== Information shown ==

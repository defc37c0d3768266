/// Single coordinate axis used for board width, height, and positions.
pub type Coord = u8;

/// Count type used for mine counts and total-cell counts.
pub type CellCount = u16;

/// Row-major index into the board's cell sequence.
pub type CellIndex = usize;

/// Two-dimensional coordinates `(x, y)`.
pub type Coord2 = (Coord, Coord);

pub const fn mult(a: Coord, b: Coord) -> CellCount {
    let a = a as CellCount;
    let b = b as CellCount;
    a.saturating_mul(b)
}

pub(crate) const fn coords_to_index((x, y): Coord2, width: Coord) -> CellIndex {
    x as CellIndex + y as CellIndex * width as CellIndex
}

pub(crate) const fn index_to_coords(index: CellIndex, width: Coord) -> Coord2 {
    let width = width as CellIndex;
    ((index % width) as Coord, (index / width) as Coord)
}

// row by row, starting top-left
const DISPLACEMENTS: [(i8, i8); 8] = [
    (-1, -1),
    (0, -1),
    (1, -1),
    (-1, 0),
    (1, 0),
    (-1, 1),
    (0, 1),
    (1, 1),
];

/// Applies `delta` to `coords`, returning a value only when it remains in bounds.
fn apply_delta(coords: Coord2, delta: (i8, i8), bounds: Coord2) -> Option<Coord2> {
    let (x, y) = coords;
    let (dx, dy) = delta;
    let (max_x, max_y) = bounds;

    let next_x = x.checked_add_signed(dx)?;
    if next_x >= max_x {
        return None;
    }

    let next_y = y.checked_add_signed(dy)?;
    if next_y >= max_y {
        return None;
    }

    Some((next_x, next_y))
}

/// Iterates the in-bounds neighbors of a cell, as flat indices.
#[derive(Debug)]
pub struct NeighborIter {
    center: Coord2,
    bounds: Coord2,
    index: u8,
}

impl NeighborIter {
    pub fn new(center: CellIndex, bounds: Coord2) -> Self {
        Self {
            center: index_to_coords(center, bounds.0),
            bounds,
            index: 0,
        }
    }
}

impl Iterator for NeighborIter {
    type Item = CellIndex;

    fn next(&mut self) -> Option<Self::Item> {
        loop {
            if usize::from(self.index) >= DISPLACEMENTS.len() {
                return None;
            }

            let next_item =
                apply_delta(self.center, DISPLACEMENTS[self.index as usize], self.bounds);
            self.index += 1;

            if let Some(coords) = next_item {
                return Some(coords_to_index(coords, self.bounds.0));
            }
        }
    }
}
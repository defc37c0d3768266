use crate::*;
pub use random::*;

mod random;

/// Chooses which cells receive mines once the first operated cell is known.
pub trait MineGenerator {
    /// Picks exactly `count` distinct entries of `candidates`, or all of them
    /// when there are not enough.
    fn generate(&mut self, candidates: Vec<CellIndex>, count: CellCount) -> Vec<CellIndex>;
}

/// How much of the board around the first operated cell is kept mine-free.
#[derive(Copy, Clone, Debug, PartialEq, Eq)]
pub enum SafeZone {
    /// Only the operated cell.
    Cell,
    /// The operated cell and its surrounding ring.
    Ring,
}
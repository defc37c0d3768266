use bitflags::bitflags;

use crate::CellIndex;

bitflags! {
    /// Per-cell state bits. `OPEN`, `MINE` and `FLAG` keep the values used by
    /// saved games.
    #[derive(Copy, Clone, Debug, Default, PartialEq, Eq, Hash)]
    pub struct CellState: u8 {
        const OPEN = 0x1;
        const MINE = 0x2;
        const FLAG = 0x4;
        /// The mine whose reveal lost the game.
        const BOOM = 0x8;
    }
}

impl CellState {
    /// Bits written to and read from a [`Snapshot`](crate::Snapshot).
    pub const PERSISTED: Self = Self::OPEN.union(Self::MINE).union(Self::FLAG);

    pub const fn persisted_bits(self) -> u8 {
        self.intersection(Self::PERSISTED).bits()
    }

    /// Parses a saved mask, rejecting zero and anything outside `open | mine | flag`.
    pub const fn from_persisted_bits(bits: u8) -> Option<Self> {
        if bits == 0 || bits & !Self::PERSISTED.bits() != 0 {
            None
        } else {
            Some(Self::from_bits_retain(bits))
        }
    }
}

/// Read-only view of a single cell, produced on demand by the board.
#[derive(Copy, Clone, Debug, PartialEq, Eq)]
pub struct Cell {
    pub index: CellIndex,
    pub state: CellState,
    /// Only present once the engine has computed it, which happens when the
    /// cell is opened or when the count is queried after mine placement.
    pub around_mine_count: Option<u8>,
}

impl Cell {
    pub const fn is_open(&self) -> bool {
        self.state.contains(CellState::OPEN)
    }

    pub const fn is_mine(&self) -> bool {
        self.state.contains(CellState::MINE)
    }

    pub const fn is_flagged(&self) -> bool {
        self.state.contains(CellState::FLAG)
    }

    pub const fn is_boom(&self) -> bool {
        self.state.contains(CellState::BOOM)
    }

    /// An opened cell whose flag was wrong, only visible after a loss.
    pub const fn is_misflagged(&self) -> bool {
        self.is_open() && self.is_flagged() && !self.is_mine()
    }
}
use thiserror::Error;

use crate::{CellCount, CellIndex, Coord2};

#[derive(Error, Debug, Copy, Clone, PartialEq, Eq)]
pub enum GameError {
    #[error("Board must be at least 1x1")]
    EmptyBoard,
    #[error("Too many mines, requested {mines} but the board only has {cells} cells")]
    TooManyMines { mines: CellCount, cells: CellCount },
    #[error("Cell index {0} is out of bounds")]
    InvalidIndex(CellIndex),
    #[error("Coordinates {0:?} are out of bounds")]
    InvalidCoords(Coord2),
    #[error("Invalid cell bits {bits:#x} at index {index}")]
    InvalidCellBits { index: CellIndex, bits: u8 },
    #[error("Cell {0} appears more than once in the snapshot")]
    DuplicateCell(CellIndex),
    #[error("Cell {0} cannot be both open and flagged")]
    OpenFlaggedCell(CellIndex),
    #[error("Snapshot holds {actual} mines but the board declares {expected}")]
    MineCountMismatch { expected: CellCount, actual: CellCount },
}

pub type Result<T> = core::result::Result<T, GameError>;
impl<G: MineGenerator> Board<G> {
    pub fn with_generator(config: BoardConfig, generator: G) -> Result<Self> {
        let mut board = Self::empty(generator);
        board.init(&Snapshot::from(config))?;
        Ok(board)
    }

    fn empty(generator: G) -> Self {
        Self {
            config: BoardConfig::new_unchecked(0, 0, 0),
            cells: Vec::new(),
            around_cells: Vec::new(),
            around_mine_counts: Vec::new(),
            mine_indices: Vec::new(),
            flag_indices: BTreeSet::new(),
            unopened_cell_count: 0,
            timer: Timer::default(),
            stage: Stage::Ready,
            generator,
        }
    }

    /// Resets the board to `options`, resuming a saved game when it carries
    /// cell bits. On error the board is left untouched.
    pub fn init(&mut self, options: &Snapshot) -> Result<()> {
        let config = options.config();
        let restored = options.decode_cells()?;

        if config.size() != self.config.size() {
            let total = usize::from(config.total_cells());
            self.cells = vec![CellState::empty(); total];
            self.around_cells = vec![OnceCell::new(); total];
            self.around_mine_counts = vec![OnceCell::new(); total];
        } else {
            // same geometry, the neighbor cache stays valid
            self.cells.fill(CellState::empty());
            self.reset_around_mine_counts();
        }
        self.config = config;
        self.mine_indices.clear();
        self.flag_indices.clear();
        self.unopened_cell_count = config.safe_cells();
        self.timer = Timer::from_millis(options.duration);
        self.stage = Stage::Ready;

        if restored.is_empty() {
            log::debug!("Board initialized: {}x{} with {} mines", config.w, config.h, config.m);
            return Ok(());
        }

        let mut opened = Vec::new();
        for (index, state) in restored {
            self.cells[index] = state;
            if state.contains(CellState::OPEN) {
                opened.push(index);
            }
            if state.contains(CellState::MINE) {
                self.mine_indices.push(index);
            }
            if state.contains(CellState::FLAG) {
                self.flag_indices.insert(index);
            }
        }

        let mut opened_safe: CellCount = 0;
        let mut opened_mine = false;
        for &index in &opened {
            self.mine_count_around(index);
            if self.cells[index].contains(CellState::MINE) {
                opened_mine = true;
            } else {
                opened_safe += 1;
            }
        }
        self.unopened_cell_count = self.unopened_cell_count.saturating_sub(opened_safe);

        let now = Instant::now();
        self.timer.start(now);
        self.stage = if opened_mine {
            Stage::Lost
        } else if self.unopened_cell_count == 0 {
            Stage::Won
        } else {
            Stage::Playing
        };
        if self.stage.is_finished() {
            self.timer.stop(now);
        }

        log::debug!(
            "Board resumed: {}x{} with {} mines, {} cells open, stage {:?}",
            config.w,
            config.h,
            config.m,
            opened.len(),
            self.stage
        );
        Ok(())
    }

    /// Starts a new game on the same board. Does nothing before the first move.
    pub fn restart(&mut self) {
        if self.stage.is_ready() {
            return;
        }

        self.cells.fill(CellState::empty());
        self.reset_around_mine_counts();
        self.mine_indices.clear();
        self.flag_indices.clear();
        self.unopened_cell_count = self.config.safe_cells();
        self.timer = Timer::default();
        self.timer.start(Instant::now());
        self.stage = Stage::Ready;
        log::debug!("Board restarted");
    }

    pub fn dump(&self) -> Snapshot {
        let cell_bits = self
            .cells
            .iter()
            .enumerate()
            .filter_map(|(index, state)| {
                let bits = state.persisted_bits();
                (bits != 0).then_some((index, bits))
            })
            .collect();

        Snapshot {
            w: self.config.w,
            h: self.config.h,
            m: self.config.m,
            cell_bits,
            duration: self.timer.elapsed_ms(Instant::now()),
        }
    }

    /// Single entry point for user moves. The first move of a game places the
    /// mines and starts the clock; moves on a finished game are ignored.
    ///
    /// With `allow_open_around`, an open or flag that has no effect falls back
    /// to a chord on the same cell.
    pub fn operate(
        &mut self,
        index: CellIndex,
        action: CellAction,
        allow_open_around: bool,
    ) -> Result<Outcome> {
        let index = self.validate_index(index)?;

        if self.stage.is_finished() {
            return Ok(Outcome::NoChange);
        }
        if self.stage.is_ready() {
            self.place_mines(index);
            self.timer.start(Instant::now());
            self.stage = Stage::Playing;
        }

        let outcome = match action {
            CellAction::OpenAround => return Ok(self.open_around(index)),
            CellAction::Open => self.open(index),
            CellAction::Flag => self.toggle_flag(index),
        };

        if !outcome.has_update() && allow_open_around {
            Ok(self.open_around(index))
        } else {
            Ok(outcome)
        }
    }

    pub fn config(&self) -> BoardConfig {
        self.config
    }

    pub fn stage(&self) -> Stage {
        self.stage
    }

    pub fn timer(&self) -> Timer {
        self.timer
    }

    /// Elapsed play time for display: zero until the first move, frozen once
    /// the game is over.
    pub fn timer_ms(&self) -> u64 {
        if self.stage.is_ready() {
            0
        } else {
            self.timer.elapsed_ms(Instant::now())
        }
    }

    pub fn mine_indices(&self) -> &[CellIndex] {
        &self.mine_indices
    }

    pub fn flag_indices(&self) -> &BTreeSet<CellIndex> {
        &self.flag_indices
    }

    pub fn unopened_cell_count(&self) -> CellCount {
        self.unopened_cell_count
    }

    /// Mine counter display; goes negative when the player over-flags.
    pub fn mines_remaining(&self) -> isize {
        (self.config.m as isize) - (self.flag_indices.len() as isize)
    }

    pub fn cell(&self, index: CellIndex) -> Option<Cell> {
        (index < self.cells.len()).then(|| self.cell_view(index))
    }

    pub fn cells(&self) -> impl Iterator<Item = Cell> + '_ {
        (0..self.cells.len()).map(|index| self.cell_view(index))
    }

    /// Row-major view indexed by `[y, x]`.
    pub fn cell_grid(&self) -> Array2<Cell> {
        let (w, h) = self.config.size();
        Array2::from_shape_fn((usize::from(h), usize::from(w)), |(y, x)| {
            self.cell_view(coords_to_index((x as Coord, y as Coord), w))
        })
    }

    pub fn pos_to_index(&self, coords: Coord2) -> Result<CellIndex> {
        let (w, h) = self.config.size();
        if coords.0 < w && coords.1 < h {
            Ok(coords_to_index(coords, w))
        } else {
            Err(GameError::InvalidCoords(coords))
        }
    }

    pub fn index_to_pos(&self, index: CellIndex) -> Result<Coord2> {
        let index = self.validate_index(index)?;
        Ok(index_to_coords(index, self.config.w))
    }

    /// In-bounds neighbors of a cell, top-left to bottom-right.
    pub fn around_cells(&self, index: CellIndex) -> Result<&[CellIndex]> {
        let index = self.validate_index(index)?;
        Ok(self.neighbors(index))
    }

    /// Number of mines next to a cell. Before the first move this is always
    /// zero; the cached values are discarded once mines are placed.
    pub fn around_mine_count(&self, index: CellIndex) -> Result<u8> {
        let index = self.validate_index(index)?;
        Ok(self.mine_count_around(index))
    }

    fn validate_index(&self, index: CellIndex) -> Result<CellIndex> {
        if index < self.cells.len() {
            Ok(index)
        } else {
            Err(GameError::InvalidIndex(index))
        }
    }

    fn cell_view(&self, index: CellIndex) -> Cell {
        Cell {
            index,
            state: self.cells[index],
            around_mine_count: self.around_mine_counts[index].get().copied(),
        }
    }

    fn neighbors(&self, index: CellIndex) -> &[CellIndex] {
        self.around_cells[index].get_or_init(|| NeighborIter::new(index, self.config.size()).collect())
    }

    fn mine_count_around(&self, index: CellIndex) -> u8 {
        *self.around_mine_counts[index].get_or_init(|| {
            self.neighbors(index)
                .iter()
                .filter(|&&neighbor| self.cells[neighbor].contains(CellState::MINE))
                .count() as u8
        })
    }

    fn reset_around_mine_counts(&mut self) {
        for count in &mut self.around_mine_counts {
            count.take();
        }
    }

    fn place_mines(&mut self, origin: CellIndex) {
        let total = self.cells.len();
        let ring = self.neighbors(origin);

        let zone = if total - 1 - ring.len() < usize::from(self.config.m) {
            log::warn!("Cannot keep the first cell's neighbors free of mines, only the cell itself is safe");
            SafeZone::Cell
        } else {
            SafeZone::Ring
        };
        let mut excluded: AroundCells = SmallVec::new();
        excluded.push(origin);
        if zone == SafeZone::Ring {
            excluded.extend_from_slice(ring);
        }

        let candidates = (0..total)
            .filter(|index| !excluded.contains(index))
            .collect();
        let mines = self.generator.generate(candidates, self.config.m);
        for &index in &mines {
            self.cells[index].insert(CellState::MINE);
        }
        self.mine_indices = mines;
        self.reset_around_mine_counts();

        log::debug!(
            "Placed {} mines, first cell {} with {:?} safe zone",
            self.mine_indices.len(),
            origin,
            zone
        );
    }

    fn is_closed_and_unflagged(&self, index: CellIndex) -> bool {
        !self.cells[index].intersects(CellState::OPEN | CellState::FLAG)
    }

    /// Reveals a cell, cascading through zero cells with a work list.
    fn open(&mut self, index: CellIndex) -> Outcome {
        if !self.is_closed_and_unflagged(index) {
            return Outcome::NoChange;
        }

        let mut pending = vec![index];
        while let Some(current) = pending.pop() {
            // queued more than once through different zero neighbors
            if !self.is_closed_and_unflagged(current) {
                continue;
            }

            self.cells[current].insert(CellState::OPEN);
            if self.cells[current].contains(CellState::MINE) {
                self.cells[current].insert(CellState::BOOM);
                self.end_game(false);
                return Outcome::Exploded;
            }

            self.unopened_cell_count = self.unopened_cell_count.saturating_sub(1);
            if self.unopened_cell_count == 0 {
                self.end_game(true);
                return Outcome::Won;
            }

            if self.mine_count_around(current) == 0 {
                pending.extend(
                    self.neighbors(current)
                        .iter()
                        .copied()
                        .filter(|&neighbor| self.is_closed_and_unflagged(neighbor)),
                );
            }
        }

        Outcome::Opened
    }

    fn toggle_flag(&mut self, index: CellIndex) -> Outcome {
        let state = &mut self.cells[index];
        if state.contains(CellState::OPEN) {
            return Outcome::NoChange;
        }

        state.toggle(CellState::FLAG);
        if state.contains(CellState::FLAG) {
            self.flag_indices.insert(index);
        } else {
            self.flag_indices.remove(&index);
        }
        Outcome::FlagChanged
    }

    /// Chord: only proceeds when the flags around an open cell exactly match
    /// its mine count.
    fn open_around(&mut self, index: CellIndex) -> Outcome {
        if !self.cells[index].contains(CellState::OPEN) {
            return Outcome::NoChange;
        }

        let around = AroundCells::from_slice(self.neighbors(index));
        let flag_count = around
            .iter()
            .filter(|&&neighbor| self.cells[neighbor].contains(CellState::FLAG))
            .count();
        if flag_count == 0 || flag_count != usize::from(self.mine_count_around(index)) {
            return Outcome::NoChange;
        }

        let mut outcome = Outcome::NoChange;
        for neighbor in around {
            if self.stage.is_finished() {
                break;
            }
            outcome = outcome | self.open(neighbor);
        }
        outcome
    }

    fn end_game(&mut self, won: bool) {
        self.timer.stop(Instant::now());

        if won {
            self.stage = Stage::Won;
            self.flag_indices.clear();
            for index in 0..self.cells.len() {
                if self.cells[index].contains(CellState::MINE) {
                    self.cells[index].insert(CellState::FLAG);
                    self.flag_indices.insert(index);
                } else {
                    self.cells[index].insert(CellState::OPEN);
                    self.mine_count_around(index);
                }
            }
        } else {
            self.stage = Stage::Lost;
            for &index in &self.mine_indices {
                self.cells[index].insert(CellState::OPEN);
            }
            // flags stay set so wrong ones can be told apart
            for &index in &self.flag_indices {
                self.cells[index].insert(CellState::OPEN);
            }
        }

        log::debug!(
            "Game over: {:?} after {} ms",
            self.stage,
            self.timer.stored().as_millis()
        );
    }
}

===

- What needs to be done -
Find how many lines in the entries above use the word "generate". Write the number alone.

- Output of the task -
2